> **Saved data entries**:
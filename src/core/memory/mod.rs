// SPDX-License-Identifier: Apache-2.0
// Copyright 2025 itsakeyfut
//
// Licensed under the Apache License, Version 2.0 (the "License");
// you may not use this file except in compliance with the License.
// You may obtain a copy of the License at
//
//     http://www.apache.org/licenses/LICENSE-2.0
//
// Unless required by applicable law or agreed to in writing, software
// distributed under the License is distributed on an "AS IS" BASIS,
// WITHOUT WARRANTIES OR CONDITIONS OF ANY KIND, either express or implied.
// See the License for the specific language governing permissions and
// limitations under the License.

//! Main memory backing the data cache
//!
//! A flat array of [`MEM_SIZE`] 32-bit words addressed by word index.
//! Every run starts from the same deterministic image: `memory[i] = i + 5`.
//!
//! # Example
//!
//! ```
//! use cachesim::core::memory::Memory;
//!
//! let mut memory = Memory::new();
//! assert_eq!(memory.read(10).unwrap(), 15);
//!
//! memory.write(10, 99).unwrap();
//! assert_eq!(memory.read(10).unwrap(), 99);
//!
//! assert!(memory.read(128).is_err());
//! ```

use crate::core::error::{Result, SimError};

/// Memory size in words
pub const MEM_SIZE: usize = 128;

/// Offset applied to every word of the power-on image
const INIT_BIAS: u32 = 5;

/// Word-addressable main memory
#[derive(Debug, Clone, PartialEq, Eq)]
pub struct Memory {
    words: Vec<u32>,
}

impl Memory {
    /// Create memory holding the power-on image
    pub fn new() -> Self {
        let mut memory = Self {
            words: vec![0; MEM_SIZE],
        };
        memory.reset();
        memory
    }

    /// Restore the power-on image (`memory[i] = i + 5`)
    pub fn reset(&mut self) {
        for (i, word) in self.words.iter_mut().enumerate() {
            *word = i as u32 + INIT_BIAS;
        }
    }

    /// Read a word
    ///
    /// # Errors
    ///
    /// `InvalidMemoryAccess` when `address >= MEM_SIZE`.
    #[inline(always)]
    pub fn read(&self, address: usize) -> Result<u32> {
        self.words
            .get(address)
            .copied()
            .ok_or(SimError::InvalidMemoryAccess { address })
    }

    /// Write a word
    ///
    /// # Errors
    ///
    /// `InvalidMemoryAccess` when `address >= MEM_SIZE`.
    #[inline(always)]
    pub fn write(&mut self, address: usize, value: u32) -> Result<()> {
        let word = self
            .words
            .get_mut(address)
            .ok_or(SimError::InvalidMemoryAccess { address })?;
        *word = value;
        Ok(())
    }

    /// Whether a word address is backed by memory
    #[inline(always)]
    pub fn contains(&self, address: usize) -> bool {
        address < self.words.len()
    }

    /// All words, in address order
    pub fn words(&self) -> &[u32] {
        &self.words
    }

    /// Number of words
    pub fn len(&self) -> usize {
        self.words.len()
    }

    /// Always false; memory has a fixed non-zero size
    pub fn is_empty(&self) -> bool {
        self.words.is_empty()
    }
}

impl Default for Memory {
    fn default() -> Self {
        Self::new()
    }
}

> **What you should do**: Your task is to reproduce the entries exactly, starting at the first line and ending with the line containing "express or implied.".

> **Result of this exercise**:
filename src/core/memory/mod.rs
// SPDX-License-Identifier: Apache-2.0
// Copyright 2025 itsakeyfut
//
// Licensed under the Apache License, Version 2.0 (the "License");
// you may not use this file except in compliance with the License.
// You may obtain a copy of the License at
//
//     http://www.apache.org/licenses/LICENSE-2.0
//
// Unless required by applicable law or agreed to in writing, software
// distributed under the License is distributed on an "AS IS" BASIS,
// WITHOUT WARRANTIES OR CONDITIONS OF ANY KIND, either express or implied.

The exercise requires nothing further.